Despite these bright spots, the inscription on my memorial rock - 'There Are Worse Things Than Losing An Election' - seems absurd in the face of all this. Maybe it's the concussion talking, but I honestly believe the rock is right. For one thing, worse than losing the election would be a collective acceptance of the reasons we are being given for why the election was lost. We hear from every mainstream media quarter that the election was lost because more people lined up with Bush on the question of 'Values.' There is a degree of truth to this. Eleven states had referendums on the ballot about gay marriage, for one example. The Republican base flooded to the polls to vote against it. This helped Bush, surely, along with some other 'Values'-oriented issues, but this does not account for the final result. He was going to get that vote anyway. There is an elephant in the room here, and ignoring it would be worse than the electoral defeat.
The result of this election is nothing more or less than the culmination of a three-year terror campaign waged by the Bush administration and his campaign crew. Every day for three years, the American people were bombarded with messages of fear from the administration. Day after day, the Bush administration used September 11 to cow any and all dissent, to bend popular will, to frighten people into thinking that voting against Bush was a vote for death and destruction.
It worked. Millions of Americans, after three years of state-sponsored fear roaring out of their televisions 24/7/365, went to the polls and solemnly voted against their best interests. Buying into the idea that 'Values' alone determined the election outcome would be a disaster, as would buying into the idea that America is now a center-right nation, as would buying into the argument that Bush now has a mandate. It isn't true. The election turned on Bush's willingness to terrify the people he is supposed to be leading, and any refusal to acknowledge this will compound the wretched result of this election by orders of magnitude.
It is amazing that this election was as close as it was. Kerry should never have come as close as he did to victory, given the campaign of fear that was waged against the American people by this administration. Worse than losing the election, therefore, would be an acceptance of the idea that all the work, all the shoeleather spent in the movement to vote Bush out was a complete failure. It wasn't. The movement did better than it had any right to, and it still has work to do. Worse than losing the election would be an abandonment of that movement. It isn't over, but has only just begun.
Howard Dean recently wrote, "There is more to politics than elections. Thousands of young people have discovered, as generations have before them, their efforts matter. Their actions matter because by getting in the game instead of staying on the sidelines, they are empowered, whether or not their candidate wins. Historically, whether through the campaign of Gene McCarthy in 1968 or John McCain in 2000, the enthusiasm and hard work waned after the election. This time we cannot let that happen. Democracy is the most highly evolved system of government ever created by human beings. And like everything else we create, it will wither and die unless we nurture it."

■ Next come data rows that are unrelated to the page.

//! Query execution orchestration.
//!
//! Drives one query from submission through polling to a readable store,
//! as an explicit state loop: Executing -> Polling -> Reading. Poll results
//! feed through the pure `classify_poll` so the branching is testable
//! without a runtime.

use crate::client::api::{ExecuteResponse, SessionApi};
use crate::client::source::{LocalPageSource, PageSource, ServerPageSource};
use crate::client::store::ClientResultStore;
use crate::client::with_timeout;
use crate::config::CacheConfig;
use crate::error::{PagerError, Result};
use crate::server::{SessionStatus, StatusSnapshot};
use std::future::Future;
use std::sync::Arc;
use tokio::sync::mpsc;
use tracing::{debug, warn};

/// Progress notifications emitted while a query runs. Delivery is best
/// effort; a slow or absent receiver never stalls the loop.
#[derive(Debug, Clone, PartialEq)]
pub enum PollEvent {
    /// Execution accepted. `session_id` is `None` for inline results.
    Started { session_id: Option<String> },
    Progress { rows_materialized: usize, percentage: u8 },
    Completed { total_rows: usize },
    Cancelled { rows_materialized: usize },
    Failed { message: String },
}

/// What one status poll means for the loop.
#[derive(Debug)]
pub enum PollOutcome {
    /// Transient fault; poll again.
    Retry,
    /// Still materializing.
    Continue { rows_materialized: usize, percentage: u8 },
    /// Session is readable; stop polling.
    Ready(StatusSnapshot),
    /// The query will never become readable.
    Terminal(PagerError),
}

/// Classifies a status poll result. Pure: no I/O, no state.
pub fn classify_poll(result: Result<StatusSnapshot>) -> PollOutcome {
    let snapshot = match result {
        Err(e) if e.is_retryable() => return PollOutcome::Retry,
        Err(PagerError::NotFound(_)) => {
            return PollOutcome::Terminal(PagerError::not_found(
                "session expired; re-run the query",
            ))
        }
        Err(e) => return PollOutcome::Terminal(e),
        Ok(snapshot) => snapshot,
    };

    match snapshot.status {
        SessionStatus::Processing => PollOutcome::Continue {
            rows_materialized: snapshot.rows_materialized,
            percentage: snapshot.progress_percentage,
        },
        SessionStatus::Completed | SessionStatus::Cancelled => PollOutcome::Ready(snapshot),
        SessionStatus::Error => PollOutcome::Terminal(PagerError::execution(
            snapshot
                .error_message
                .unwrap_or_else(|| "query failed".to_string()),
        )),
        SessionStatus::SizeExceeded => PollOutcome::Terminal(PagerError::SizeExceeded {
            total_rows: snapshot
                .total_row_count
                .unwrap_or(snapshot.rows_materialized),
        }),
        SessionStatus::Expired => PollOutcome::Terminal(PagerError::not_found(
            "session expired; re-run the query",
        )),
    }
}

enum RunState {
    Executing { sql: String },
    Polling { session_id: String },
    Reading { source: Arc<dyn PageSource> },
}

/// Runs queries against a `SessionApi` and hands back readable stores.
pub struct ClientCacheOrchestrator {
    api: Arc<dyn SessionApi>,
    config: CacheConfig,
    current_session: Option<String>,
    events: Option<mpsc::Sender<PollEvent>>,
}

impl ClientCacheOrchestrator {
    pub fn new(api: Arc<dyn SessionApi>, config: CacheConfig) -> Self {
        Self {
            api,
            config,
            current_session: None,
            events: None,
        }
    }

    /// Attaches a progress event channel.
    pub fn with_events(mut self, sender: mpsc::Sender<PollEvent>) -> Self {
        self.events = Some(sender);
        self
    }

    /// Session backing the latest query, if it ran in server mode.
    pub fn session_id(&self) -> Option<&str> {
        self.current_session.as_deref()
    }

    /// Executes `sql` and returns a store over the result once readable.
    ///
    /// A prior session, if any, is cleaned up in a detached task; its
    /// failure is logged and never blocks the new query.
    pub async fn run_query(&mut self, sql: &str, page_size: usize) -> Result<ClientResultStore> {
        if let Some(prior) = self.current_session.take() {
            self.spawn_cleanup(prior);
        }

        let mut state = RunState::Executing {
            sql: sql.to_string(),
        };
        loop {
            state = match state {
                RunState::Executing { sql } => match self.call(self.api.execute(&sql)).await? {
                    ExecuteResponse::Inline { columns, rows, .. } => {
                        self.emit(PollEvent::Started { session_id: None });
                        self.emit(PollEvent::Completed {
                            total_rows: rows.len(),
                        });
                        RunState::Reading {
                            source: Arc::new(LocalPageSource::new(columns, rows)),
                        }
                    }
                    ExecuteResponse::Session { session_id } => {
                        debug!("Query running under session {}", session_id);
                        self.current_session = Some(session_id.clone());
                        self.emit(PollEvent::Started {
                            session_id: Some(session_id.clone()),
                        });
                        RunState::Polling { session_id }
                    }
                },

                RunState::Polling { session_id } => {
                    tokio::time::sleep(self.config.poll_interval()).await;
                    let result = self.call(self.api.session_status(&session_id)).await;
                    match classify_poll(result) {
                        PollOutcome::Retry => RunState::Polling { session_id },
                        PollOutcome::Continue {
                            rows_materialized,
                            percentage,
                        } => {
                            self.emit(PollEvent::Progress {
                                rows_materialized,
                                percentage,
                            });
                            RunState::Polling { session_id }
                        }
                        PollOutcome::Ready(snapshot) => {
                            match snapshot.status {
                                SessionStatus::Cancelled => self.emit(PollEvent::Cancelled {
                                    rows_materialized: snapshot.rows_materialized,
                                }),
                                _ => self.emit(PollEvent::Completed {
                                    total_rows: snapshot
                                        .total_row_count
                                        .unwrap_or(snapshot.rows_materialized),
                                }),
                            }
                            RunState::Reading {
                                source: Arc::new(ServerPageSource::new(
                                    Arc::clone(&self.api),
                                    session_id,
                                    self.config.request_timeout(),
                                )),
                            }
                        }
                        PollOutcome::Terminal(e) => {
                            self.emit(PollEvent::Failed {
                                message: e.to_string(),
                            });
                            return Err(e);
                        }
                    }
                }

                RunState::Reading { source } => {
                    return ClientResultStore::open(source, page_size).await;
                }
            };
        }
    }

    /// Requests cancellation of the running query. Advisory: the poll loop
    /// keeps going until it observes the Cancelled status, at which point
    /// `run_query` returns a store over the partial rows.
    pub async fn cancel(&self) -> Result<bool> {
        match &self.current_session {
            Some(session_id) => self.call(self.api.cancel(session_id)).await,
            None => Ok(false),
        }
    }

    /// Releases the current session without waiting for the result.
    pub fn discard(&mut self) {
        if let Some(session_id) = self.current_session.take() {
            self.spawn_cleanup(session_id);
        }
    }

    fn spawn_cleanup(&self, session_id: String) {
        let api = Arc::clone(&self.api);
        tokio::spawn(async move {
            if let Err(e) = api.delete_session(&session_id).await {
                warn!("Failed to clean up session {}: {}", session_id, e);
            }
        });
    }

    async fn call<T>(&self, fut: impl Future<Output = Result<T>>) -> Result<T> {
        with_timeout(self.config.request_timeout(), fut).await
    }

    fn emit(&self, event: PollEvent) {
        if let Some(sender) = &self.events {
            let _ = sender.try_send(event);
        }
    }
}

Now more than ever, the movement that began on December 12, 2000 must continue. Billions of people around the world woke up on Wednesday afraid, fully convinced that the United States of America has finally and completely lost its collective mind. The movement must assure them that we have their back. The soldier and civilian death toll in Iraq continues to climb unabated, and those still alive in that cauldron of violence need to be assured that we have their back. The millions of Americans who do not fit in to Bush's grand evangelical plan for the country need to know that we have their back.
If despair and despondency still color your world after the election, remember this: Every second-term President since Eisenhower has met with a blizzard of shame and disgrace before they left office. Nixon didn't get to finish his term and needed Ford to keep him out of prison, Reagan needed Bush Sr. to pardon a whole mob of cretins to kill the Iran/Contra scandal, and Clinton was impeached for lying about consensual sex.
If the first four years of this administration are any indication of what is to come, and if the movement continues to hammer him for the next four years as it has for the last four years, the name of George W. Bush will wind up echoing down the hallways of history as the single worst President the nation has ever known. The name of George W. Bush will stand as a grave warning and a strident reminder of how badly and how quickly things can go wrong in our democracy.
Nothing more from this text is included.